Plus, new treatment options have been developed to help make it easier for people to take their medications. Long-acting injectables (LAI) are administered by a healthcare professional every few weeks to few months. They can help people experience long-term, consistent symptom relief without the difficulty of having to remember to take medication daily.

Treatment-resistant schizophrenia

Up to 30% of people with schizophrenia don’t respond to two or more antipsychotic medications. This is known as treatment-resistant schizophrenia (TRS).

Clorazil (clozapine) is the only evidence-based treatment for TRS, with 60–70% of people treated with Clorazil showing a positive response.

Though Clorazil has a higher risk of serious side effects, including effects on your white blood cell count, it is safe to use with careful monitoring.

Schizophrenia is a chronic mental health condition that is characterized by symptoms like delusions and hallucinations. The most commonly prescribed medications for schizophrenia are typical and atypical antipsychotics.

Atypical antipsychotics are generally first-line medications for treating schizophrenia because typical antipsychotics have a higher risk of a serious side effect known as tardive dyskinesia. Atypical antipsychotics are more likely to have metabolic side effects, such as weight gain.
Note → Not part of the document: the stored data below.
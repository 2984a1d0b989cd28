//! Configuration loading from defaults, .env, environment and CLI arguments

use crate::{
    cli::Cli,
    config::env::EnvManager,
    error::{AppError, Result},
    models::Config,
    types::ExportFormat,
};

/// Configuration parser that combines CLI arguments with environment variables
pub struct ConfigParser {
    cli: Cli,
}

impl ConfigParser {
    /// Create a new configuration parser with CLI arguments
    pub fn new(cli: Cli) -> Self {
        Self { cli }
    }

    /// Parse and build the complete configuration
    pub fn parse(&self) -> Result<Config> {
        EnvManager::load_env_file()?;
        self.parse_with_lookup(|key| std::env::var(key).ok())
    }

    /// Build the configuration from an explicit environment lookup
    pub fn parse_with_lookup<F>(&self, lookup: F) -> Result<Config>
    where
        F: Fn(&str) -> Option<String>,
    {
        let mut config = Config::default();
        config.merge_from_lookup(lookup)?;
        self.apply_cli_overrides(&mut config)?;
        config.validate()?;
        Ok(config)
    }

    /// Apply CLI argument overrides to configuration
    fn apply_cli_overrides(&self, config: &mut Config) -> Result<()> {
        if let Some(ref dir) = self.cli.output_dir {
            config.output_dir = Some(dir.clone());
        }

        if let Some(ref formats) = self.cli.formats {
            config.formats = ExportFormat::parse_list(formats)?;
        }

        config.enable_color = self.cli.color_choice(config.enable_color);

        // CLI-only flags
        config.verbose = self.cli.verbose;
        config.debug = self.cli.debug;

        Ok(())
    }
}

/// Convenience function to load complete configuration from CLI arguments
pub fn load_config(cli: Cli) -> Result<Config> {
    cli.validate().map_err(AppError::validation)?;
    ConfigParser::new(cli).parse()
}

/// Display configuration summary for debug purposes
pub fn display_config_summary(config: &Config) -> String {
    let formats: Vec<&str> = config.formats.iter().map(|f| f.extension()).collect();
    let output_dir = config
        .output_dir
        .as_ref()
        .map(|d| d.display().to_string())
        .unwrap_or_else(|| "(next to input)".to_string());

    [
        format!("Output directory: {}", output_dir),
        format!("Formats: {}", formats.join(", ")),
        format!("Color Output: {}", config.enable_color),
        format!("Log Format: {:?}", config.log_format),
        format!("Verbose: {}", config.verbose),
        format!("Debug: {}", config.debug),
    ]
    .join("\n")
}
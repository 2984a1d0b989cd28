//! HTML table writer

use super::{FormatWriter, RecordTable};
use crate::error::{AppError, Result};
use crate::types::ExportFormat;
use std::fmt::Write as _;
use std::io::Write;

/// Writes records as a bare `<table>` element
#[derive(Debug, Default, Clone, Copy)]
pub struct HtmlWriter;

impl HtmlWriter {
    /// Render the table markup
    pub fn render(&self, table: &RecordTable<'_>) -> Result<String> {
        let mut html = String::new();
        let numeric: Vec<bool> = (0..table.columns().len())
            .map(|idx| table.is_numeric_column(idx))
            .collect();

        writeln!(html, "<table>").map_err(fmt_error)?;
        writeln!(html, "<thead>").map_err(fmt_error)?;
        html.push_str("<tr>");
        for (idx, header) in table.columns().iter().enumerate() {
            write!(html, "<th{}>{}</th>", align_attr(numeric[idx]), escape(header)).map_err(fmt_error)?;
        }
        html.push_str("</tr>\n");
        writeln!(html, "</thead>").map_err(fmt_error)?;

        writeln!(html, "<tbody>").map_err(fmt_error)?;
        for row in table.rows() {
            html.push_str("<tr>");
            for (idx, cell) in row.iter().enumerate() {
                write!(html, "<td{}>{}</td>", align_attr(numeric[idx]), escape(cell)).map_err(fmt_error)?;
            }
            html.push_str("</tr>\n");
        }
        writeln!(html, "</tbody>").map_err(fmt_error)?;
        writeln!(html, "</table>").map_err(fmt_error)?;

        Ok(html)
    }
}

impl FormatWriter for HtmlWriter {
    fn format(&self) -> ExportFormat {
        ExportFormat::Html
    }

    fn write_table(&self, table: &RecordTable<'_>, out: &mut dyn Write) -> Result<()> {
        let html = self.render(table)?;
        out.write_all(html.as_bytes())
            .map_err(|e| AppError::io(format!("Failed to write HTML table: {}", e)))
    }
}

fn fmt_error(e: std::fmt::Error) -> AppError {
    AppError::export(format!("Failed to format HTML table: {}", e))
}

fn align_attr(numeric: bool) -> &'static str {
    if numeric {
        r#" style="text-align: right;""#
    } else {
        ""
    }
}

/// Escape text for element content and attribute values
pub fn escape(text: &str) -> String {
    let mut escaped = String::with_capacity(text.len());
    for ch in text.chars() {
        match ch {
            '&' => escaped.push_str("&amp;"),
            '<' => escaped.push_str("&lt;"),
            '>' => escaped.push_str("&gt;"),
            '"' => escaped.push_str("&quot;"),
            '\'' => escaped.push_str("&#x27;"),
            _ => escaped.push(ch),
        }
    }
    escaped
}
//! Flat `set` configuration parser
//!
//! Reconstructs interface, unit, VLAN and address structure from a Junos
//! configuration displayed as `set` statements. Lines are classified by
//! keyword, matched against [`LinePatterns`] and folded into a
//! [`ParserState`]; the finished state yields the ordered interface records.

mod patterns;
mod state;

pub use patterns::{
    is_unit_scoped, AddressMatch, DescriptionMatch, LineKind, LinePatterns, ModeMatch, VlanMatch,
    ADDRESS_KEYWORD, DESCRIPTION_KEYWORD, MODE_KEYWORDS, VLAN_KEYWORD,
};
pub use state::ParserState;

use crate::error::{AppError, Result};
use crate::models::InterfaceRecord;
use serde::Serialize;
use std::fs::File;
use std::io::{BufRead, BufReader};
use std::path::Path;

/// Counters collected while parsing
#[derive(Debug, Clone, Default, PartialEq, Eq, Serialize)]
pub struct ParseStats {
    /// Lines read
    pub total_lines: usize,
    /// Lines carrying a recognised keyword
    pub matched_lines: usize,
    /// 1-based numbers of keyword lines whose pattern did not match
    pub skipped_lines: Vec<usize>,
    /// Records produced
    pub records: usize,
}

/// Records and statistics of one parse
#[derive(Debug, Clone, Default)]
pub struct ParseOutcome {
    pub records: Vec<InterfaceRecord>,
    pub stats: ParseStats,
}

impl ParseOutcome {
    /// Whether no interface record was found
    pub fn is_empty(&self) -> bool {
        self.records.is_empty()
    }
}

/// Parser for Junos flat configuration
#[derive(Debug, Clone)]
pub struct JunosParser {
    patterns: LinePatterns,
}

impl JunosParser {
    /// Create a parser with compiled patterns
    pub fn new() -> Result<Self> {
        Ok(Self {
            patterns: LinePatterns::new()?,
        })
    }

    /// Compiled line patterns
    pub fn patterns(&self) -> &LinePatterns {
        &self.patterns
    }

    /// Parse a sequence of lines
    pub fn parse_lines<I, S>(&self, lines: I) -> ParseOutcome
    where
        I: IntoIterator<Item = S>,
        S: AsRef<str>,
    {
        lines
            .into_iter()
            .fold(ParserState::new(), |state, line| state.step(&self.patterns, line.as_ref()))
            .finish()
    }

    /// Parse configuration text held in memory
    pub fn parse_str(&self, text: &str) -> ParseOutcome {
        self.parse_lines(text.lines())
    }

    /// Parse configuration from a buffered reader
    ///
    /// Bytes that are not valid UTF-8 are replaced with U+FFFD.
    pub fn parse_reader<R: BufRead>(&self, mut reader: R) -> Result<ParseOutcome> {
        let mut state = ParserState::new();
        let mut buf = Vec::new();
        loop {
            buf.clear();
            let read = reader
                .read_until(b'\n', &mut buf)
                .map_err(|e| AppError::io(format!("Failed to read configuration: {}", e)))?;
            if read == 0 {
                break;
            }
            state = state.step(&self.patterns, &String::from_utf8_lossy(&buf));
        }
        Ok(state.finish())
    }

    /// Parse a configuration file
    pub fn parse_file(&self, path: &Path) -> Result<ParseOutcome> {
        let file = File::open(path).map_err(|e| match e.kind() {
            std::io::ErrorKind::NotFound => AppError::file_not_found(path.display().to_string()),
            _ => AppError::io(format!("Failed to open {}: {}", path.display(), e)),
        })?;

        self.parse_reader(BufReader::new(file)).map_err(|e| match e {
            AppError::Io(msg) => AppError::io(format!("{} ({})", msg, path.display())),
            other => other,
        })
    }
}

/// Parse configuration text into interface records
pub fn parse_config(text: &str) -> Result<Vec<InterfaceRecord>> {
    Ok(JunosParser::new()?.parse_str(text).records)
}

#[cfg(test)]
mod tests {
    use super::*;
    use proptest::prelude::*;
    use std::io::Cursor;
    use std::io::Write as _;

    const UPLINK_EXAMPLE: &str = "\
set interfaces ge-0/0/1 description Uplink
set interfaces ge-0/0/1 unit 0 family ethernet-switching interface-mode trunk
set interfaces ge-0/0/1 unit 0 family ethernet-switching vlan members 100
set interfaces ge-0/0/1 unit 0 family ethernet-switching vlan members 200
";

    const SWITCH_CONFIG: &str = r#"set version 18.4R2.7
set system host-name qfx5100-01
set interfaces ge-0/0/0 description "Core uplink A"
set interfaces ge-0/0/0 unit 0 family ethernet-switching interface-mode trunk
set interfaces ge-0/0/0 unit 0 family ethernet-switching vlan members 10
set interfaces ge-0/0/0 unit 0 family ethernet-switching vlan members 20
set interfaces ge-0/0/0 unit 0 family ethernet-switching vlan members 30-35
set interfaces ge-0/0/1 description Printer
set interfaces ge-0/0/1 unit 0 family ethernet-switching interface-mode access
set interfaces ge-0/0/1 unit 0 family ethernet-switching vlan members 20
set interfaces ge-0/0/2 unit 0 family ethernet-switching vlan members 99
set interfaces irb unit 10 description Users
set interfaces irb unit 10 family inet address 10.10.0.1/24
set interfaces irb unit 20 description Printers
set interfaces irb unit 20 family inet address 10.20.0.1/24
set interfaces lo0 description Loopback
set interfaces lo0 unit 0 family inet address 192.0.2.1/32
set vlans users vlan-id 10
"#;

    #[test]
    fn test_uplink_example() {
        let records = parse_config(UPLINK_EXAMPLE).unwrap();
        assert_eq!(records.len(), 1);

        let record = &records[0];
        assert_eq!(record.interface, "ge-0/0/1");
        assert_eq!(record.description, "Uplink");
        assert_eq!(record.unit, "0");
        assert_eq!(record.mode.as_deref(), Some("trunk"));
        assert_eq!(record.vlans, "100,200");
        assert_eq!(record.ip, "");
    }

    #[test]
    fn test_full_switch_config() {
        let parser = JunosParser::new().unwrap();
        let outcome = parser.parse_str(SWITCH_CONFIG);
        let records = &outcome.records;

        let names: Vec<(&str, &str)> = records
            .iter()
            .map(|r| (r.interface.as_str(), r.unit.as_str()))
            .collect();
        assert_eq!(
            names,
            vec![("ge-0/0/0", "0"), ("ge-0/0/1", "0"), ("irb", "10"), ("irb", "20"), ("lo0", "0")]
        );

        assert_eq!(records[0].description, "Core uplink A");
        assert_eq!(records[0].vlans, "10,20,30-35");
        assert_eq!(records[1].mode.as_deref(), Some("access"));
        assert_eq!(records[1].vlans, "20");
        assert_eq!(records[2].ip, "10.10.0.1/24");
        assert_eq!(records[3].ip, "10.20.0.1/24");
        assert_eq!(records[3].mode, None);
        assert_eq!(records[4].ip, "192.0.2.1/32");

        assert_eq!(outcome.stats.total_lines, 18);
        assert_eq!(outcome.stats.records, 5);
        assert!(outcome.stats.skipped_lines.is_empty());
    }

    #[test]
    fn test_last_record_is_flushed() {
        let records = parse_config("set interfaces xe-0/0/9 description Last").unwrap();
        assert_eq!(records.len(), 1);
        assert_eq!(records[0].interface, "xe-0/0/9");
    }

    #[test]
    fn test_mismatched_context_leaves_defaults() {
        let text = "\
set interfaces ge-0/0/1 description Uplink
set interfaces ge-0/0/2 unit 0 family ethernet-switching interface-mode trunk
set interfaces ge-0/0/2 unit 0 family ethernet-switching vlan members 100
set interfaces ge-0/0/1 unit 5 family inet address 10.0.0.1/24
";
        let records = parse_config(text).unwrap();
        assert_eq!(records.len(), 1);
        assert_eq!(records[0].mode, None);
        assert_eq!(records[0].vlans, "");
        assert_eq!(records[0].ip, "");
    }

    #[test]
    fn test_no_descriptions_yields_empty_outcome() {
        let parser = JunosParser::new().unwrap();
        let outcome = parser.parse_str("set system host-name sw1\nset vlans v10 vlan-id 10\n");
        assert!(outcome.is_empty());
        assert_eq!(outcome.stats.total_lines, 2);

        assert!(parser.parse_str("").is_empty());
    }

    #[test]
    fn test_malformed_lines_are_skipped() {
        let text = "\
set interfaces ge-0/0/1 description Uplink
delete interfaces ge-0/0/7 description
set interfaces ge-0/0/1 unit 0 family ethernet-switching interface-mode
set interfaces ge-0/0/1 unit 0 family ethernet-switching vlan members 100
";
        let outcome = JunosParser::new().unwrap().parse_str(text);
        assert_eq!(outcome.records.len(), 1);
        assert_eq!(outcome.records[0].vlans, "100");
        assert_eq!(outcome.stats.skipped_lines, vec![2, 3]);
    }

    #[test]
    fn test_parse_reader_matches_parse_str() {
        let parser = JunosParser::new().unwrap();
        let from_reader = parser.parse_reader(Cursor::new(SWITCH_CONFIG)).unwrap();
        let from_str = parser.parse_str(SWITCH_CONFIG);
        assert_eq!(from_reader.records, from_str.records);
        assert_eq!(from_reader.stats, from_str.stats);
    }

    #[test]
    fn test_parse_file() {
        let mut file = tempfile::NamedTempFile::new().unwrap();
        file.write_all(UPLINK_EXAMPLE.as_bytes()).unwrap();

        let outcome = JunosParser::new().unwrap().parse_file(file.path()).unwrap();
        assert_eq!(outcome.records.len(), 1);
    }

    #[test]
    fn test_parse_file_not_found() {
        let dir = tempfile::tempdir().unwrap();
        let missing = dir.path().join("missing.conf");
        let err = JunosParser::new().unwrap().parse_file(&missing).unwrap_err();
        assert!(matches!(err, AppError::FileNotFound(_)));
        assert!(err.to_string().contains("missing.conf"));
    }

    #[test]
    fn test_parse_file_with_latin1_description() {
        let mut file = tempfile::NamedTempFile::new().unwrap();
        file.write_all(b"set interfaces ge-0/0/1 description Uplink\n").unwrap();
        file.write_all(b"set interfaces ge-0/0/2 description B\xfcro\n").unwrap();
        file.write_all(b"set interfaces ge-0/0/3 description Server\n").unwrap();

        let outcome = JunosParser::new().unwrap().parse_file(file.path()).unwrap();
        let names: Vec<&str> = outcome.records.iter().map(|r| r.interface.as_str()).collect();
        assert_eq!(names, vec!["ge-0/0/1", "ge-0/0/2", "ge-0/0/3"]);
        assert_eq!(outcome.records[1].description, "B\u{FFFD}ro");
        assert_eq!(outcome.records[2].description, "Server");
        assert_eq!(outcome.stats.total_lines, 3);
    }

    #[test]
    fn test_parse_reader_without_trailing_newline() {
        let parser = JunosParser::new().unwrap();
        let outcome = parser
            .parse_reader(Cursor::new("set interfaces ge-0/0/1 description A\r\nset interfaces ge-0/0/2 description B"))
            .unwrap();
        assert_eq!(outcome.records.len(), 2);
        assert_eq!(outcome.records[0].description, "A");
        assert_eq!(outcome.records[1].description, "B");
    }

    #[test]
    fn test_unit_scoping_requires_irb_interface() {
        let records = parse_config(
            "set interfaces ge-0/0/1 description irb-gw\n\
             set interfaces ge-0/0/1 unit 0 family inet address 10.9.0.1/24\n",
        )
        .unwrap();
        assert_eq!(records.len(), 1);
        assert_eq!(records[0].interface, "ge-0/0/1");
        assert_eq!(records[0].description, "irb-gw");
        assert_eq!(records[0].unit, "0");
        assert_eq!(records[0].ip, "10.9.0.1/24");
    }

    fn interface_name() -> impl Strategy<Value = String> {
        (0u8..4, 0u8..48).prop_map(|(fpc, port)| format!("ge-{}/0/{}", fpc, port))
    }

    proptest! {
        #[test]
        fn prop_vlans_keep_source_order(vlans in proptest::collection::vec(1u16..4095, 1..20)) {
            let mut text = String::from("set interfaces ge-0/0/1 description Trunk\n");
            for vlan in &vlans {
                text.push_str(&format!(
                    "set interfaces ge-0/0/1 unit 0 family ethernet-switching vlan members {}\n",
                    vlan
                ));
            }

            let records = parse_config(&text).unwrap();
            let expected: Vec<String> = vlans.iter().map(|v| v.to_string()).collect();
            prop_assert_eq!(records.len(), 1);
            prop_assert_eq!(records[0].vlans.clone(), expected.join(","));
        }

        #[test]
        fn prop_one_record_per_description_context(names in proptest::collection::vec(interface_name(), 1..30)) {
            let mut text = String::new();
            let mut expected = 0usize;
            let mut previous: Option<&String> = None;
            for name in &names {
                text.push_str(&format!("set interfaces {} description port\n", name));
                text.push_str(&format!(
                    "set interfaces {} unit 0 family ethernet-switching interface-mode access\n",
                    name
                ));
                if previous != Some(name) {
                    expected += 1;
                }
                previous = Some(name);
            }

            let records = parse_config(&text).unwrap();
            prop_assert_eq!(records.len(), expected);
            prop_assert!(records.iter().all(|r| r.mode.as_deref() == Some("access")));
        }
    }
}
Your doctor may suggest lowering the dose of a medication, adding other medications, or increasing exercise if you’re concerned about weight gain as potential ways to help reduce the side effects of antipsychotics.

Being compliant with your treatment plan is vital for overall success. This includes:

  • taking medications consistently
  • letting your healthcare professional know if you’re experiencing side effects
  • being patient with yourself
  • reminding yourself that this is a journey

It can be tricky and sometimes frustrating to figure out the antipsychotic that works best for you. Don’t hesitate to advocate for yourself and speak with your healthcare professional about any concerns you have with your antipsychotic medications or treatment plan.

Though living with schizophrenia can be challenging, you can live a fulfilling life with the right support and treatment plan by your side.